### DATA FOR THIS TASK:
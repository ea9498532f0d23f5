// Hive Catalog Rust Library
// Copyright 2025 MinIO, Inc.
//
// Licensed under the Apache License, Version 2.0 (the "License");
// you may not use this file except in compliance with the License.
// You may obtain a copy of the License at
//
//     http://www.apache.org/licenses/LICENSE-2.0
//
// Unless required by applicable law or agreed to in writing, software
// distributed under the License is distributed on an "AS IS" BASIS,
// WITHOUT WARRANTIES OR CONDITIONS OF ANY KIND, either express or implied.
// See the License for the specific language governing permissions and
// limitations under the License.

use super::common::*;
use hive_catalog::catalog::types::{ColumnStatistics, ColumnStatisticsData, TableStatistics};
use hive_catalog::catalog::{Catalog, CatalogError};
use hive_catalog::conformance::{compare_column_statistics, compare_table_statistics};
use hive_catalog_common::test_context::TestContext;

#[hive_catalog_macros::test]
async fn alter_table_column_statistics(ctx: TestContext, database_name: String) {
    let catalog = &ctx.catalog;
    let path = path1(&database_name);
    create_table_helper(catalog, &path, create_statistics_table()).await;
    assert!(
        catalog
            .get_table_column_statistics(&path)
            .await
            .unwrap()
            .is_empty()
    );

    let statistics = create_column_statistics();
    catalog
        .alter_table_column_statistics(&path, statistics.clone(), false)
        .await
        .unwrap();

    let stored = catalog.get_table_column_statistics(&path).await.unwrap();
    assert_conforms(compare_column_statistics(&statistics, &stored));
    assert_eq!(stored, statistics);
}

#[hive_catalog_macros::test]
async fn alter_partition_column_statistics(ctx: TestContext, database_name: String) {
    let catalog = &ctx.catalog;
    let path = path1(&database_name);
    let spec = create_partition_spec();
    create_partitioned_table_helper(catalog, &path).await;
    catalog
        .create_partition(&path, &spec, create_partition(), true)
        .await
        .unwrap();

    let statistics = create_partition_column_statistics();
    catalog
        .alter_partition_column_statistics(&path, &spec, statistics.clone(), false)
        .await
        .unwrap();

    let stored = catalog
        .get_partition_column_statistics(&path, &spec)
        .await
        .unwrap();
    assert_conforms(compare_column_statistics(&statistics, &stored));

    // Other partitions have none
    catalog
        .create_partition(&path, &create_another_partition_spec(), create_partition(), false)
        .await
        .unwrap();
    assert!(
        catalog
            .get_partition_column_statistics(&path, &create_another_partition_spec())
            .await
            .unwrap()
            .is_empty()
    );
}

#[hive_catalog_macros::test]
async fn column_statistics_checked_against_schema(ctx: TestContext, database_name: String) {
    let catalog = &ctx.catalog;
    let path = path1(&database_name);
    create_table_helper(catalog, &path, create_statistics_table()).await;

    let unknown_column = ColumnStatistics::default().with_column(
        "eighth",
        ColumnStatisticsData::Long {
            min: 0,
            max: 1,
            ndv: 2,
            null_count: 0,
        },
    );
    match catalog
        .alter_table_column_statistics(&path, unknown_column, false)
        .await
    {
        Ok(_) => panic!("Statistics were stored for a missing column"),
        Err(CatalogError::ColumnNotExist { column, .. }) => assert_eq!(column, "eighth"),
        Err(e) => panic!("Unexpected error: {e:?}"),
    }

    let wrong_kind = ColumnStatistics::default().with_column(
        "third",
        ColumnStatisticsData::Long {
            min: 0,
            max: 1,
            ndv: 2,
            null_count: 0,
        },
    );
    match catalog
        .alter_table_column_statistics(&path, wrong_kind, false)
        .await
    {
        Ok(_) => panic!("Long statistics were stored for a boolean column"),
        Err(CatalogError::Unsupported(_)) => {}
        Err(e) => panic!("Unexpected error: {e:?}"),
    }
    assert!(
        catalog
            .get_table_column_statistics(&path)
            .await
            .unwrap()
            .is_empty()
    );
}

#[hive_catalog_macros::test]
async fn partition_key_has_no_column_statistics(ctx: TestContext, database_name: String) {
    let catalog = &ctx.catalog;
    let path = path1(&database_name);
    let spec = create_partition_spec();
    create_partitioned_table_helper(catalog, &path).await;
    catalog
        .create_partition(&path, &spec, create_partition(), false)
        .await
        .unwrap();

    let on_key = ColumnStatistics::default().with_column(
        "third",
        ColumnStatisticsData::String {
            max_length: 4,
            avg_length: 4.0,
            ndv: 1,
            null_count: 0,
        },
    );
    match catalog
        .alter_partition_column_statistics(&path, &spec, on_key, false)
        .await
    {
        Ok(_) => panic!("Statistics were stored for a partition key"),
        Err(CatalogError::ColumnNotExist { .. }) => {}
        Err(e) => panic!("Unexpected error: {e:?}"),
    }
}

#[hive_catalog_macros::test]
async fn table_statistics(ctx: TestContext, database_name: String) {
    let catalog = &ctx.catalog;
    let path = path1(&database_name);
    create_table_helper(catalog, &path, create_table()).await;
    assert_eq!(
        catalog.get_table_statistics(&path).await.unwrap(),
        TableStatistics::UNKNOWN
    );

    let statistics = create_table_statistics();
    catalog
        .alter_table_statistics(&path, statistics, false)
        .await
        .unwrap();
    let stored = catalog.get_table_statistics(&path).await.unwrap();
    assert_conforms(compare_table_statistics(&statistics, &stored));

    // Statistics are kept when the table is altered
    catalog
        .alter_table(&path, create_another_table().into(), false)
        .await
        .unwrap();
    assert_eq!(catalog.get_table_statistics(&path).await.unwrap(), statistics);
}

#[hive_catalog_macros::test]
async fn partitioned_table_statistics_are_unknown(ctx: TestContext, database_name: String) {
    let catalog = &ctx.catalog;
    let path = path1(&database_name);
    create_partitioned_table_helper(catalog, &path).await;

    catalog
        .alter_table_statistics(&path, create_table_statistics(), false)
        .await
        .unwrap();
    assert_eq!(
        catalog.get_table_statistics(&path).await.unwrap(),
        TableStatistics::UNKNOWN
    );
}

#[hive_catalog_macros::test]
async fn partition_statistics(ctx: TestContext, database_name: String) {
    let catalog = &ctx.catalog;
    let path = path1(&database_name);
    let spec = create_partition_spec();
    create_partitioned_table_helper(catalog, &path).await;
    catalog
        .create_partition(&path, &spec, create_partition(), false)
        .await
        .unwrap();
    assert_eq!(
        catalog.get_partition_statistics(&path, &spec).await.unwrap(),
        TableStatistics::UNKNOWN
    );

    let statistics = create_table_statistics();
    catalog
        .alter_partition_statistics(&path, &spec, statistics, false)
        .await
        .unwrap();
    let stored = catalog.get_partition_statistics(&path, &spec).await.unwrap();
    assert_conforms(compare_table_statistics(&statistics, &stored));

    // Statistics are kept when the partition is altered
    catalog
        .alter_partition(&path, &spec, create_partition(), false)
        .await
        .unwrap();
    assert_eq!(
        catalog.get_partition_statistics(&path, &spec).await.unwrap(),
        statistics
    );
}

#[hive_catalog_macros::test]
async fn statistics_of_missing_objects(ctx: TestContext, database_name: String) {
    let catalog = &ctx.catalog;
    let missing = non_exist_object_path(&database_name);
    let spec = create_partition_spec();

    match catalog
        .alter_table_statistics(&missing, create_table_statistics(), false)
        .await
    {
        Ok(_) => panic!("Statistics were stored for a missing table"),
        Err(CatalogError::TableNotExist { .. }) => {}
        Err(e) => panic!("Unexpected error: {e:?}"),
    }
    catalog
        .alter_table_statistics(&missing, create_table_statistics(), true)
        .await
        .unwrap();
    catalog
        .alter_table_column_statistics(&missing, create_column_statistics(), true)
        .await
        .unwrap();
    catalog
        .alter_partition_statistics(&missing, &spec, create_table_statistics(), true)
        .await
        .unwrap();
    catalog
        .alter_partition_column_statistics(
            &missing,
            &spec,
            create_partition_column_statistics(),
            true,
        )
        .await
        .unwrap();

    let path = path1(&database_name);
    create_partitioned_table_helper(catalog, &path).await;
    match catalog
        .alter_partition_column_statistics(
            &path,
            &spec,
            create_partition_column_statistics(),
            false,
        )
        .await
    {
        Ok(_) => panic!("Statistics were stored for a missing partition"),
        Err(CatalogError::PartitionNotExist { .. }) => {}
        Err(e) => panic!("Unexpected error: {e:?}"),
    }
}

### EXERCISE:
If a line of the entries contains "CatalogError", it counts; give the total of such lines and nothing more.

### SOLUTION TO THIS TASK:
6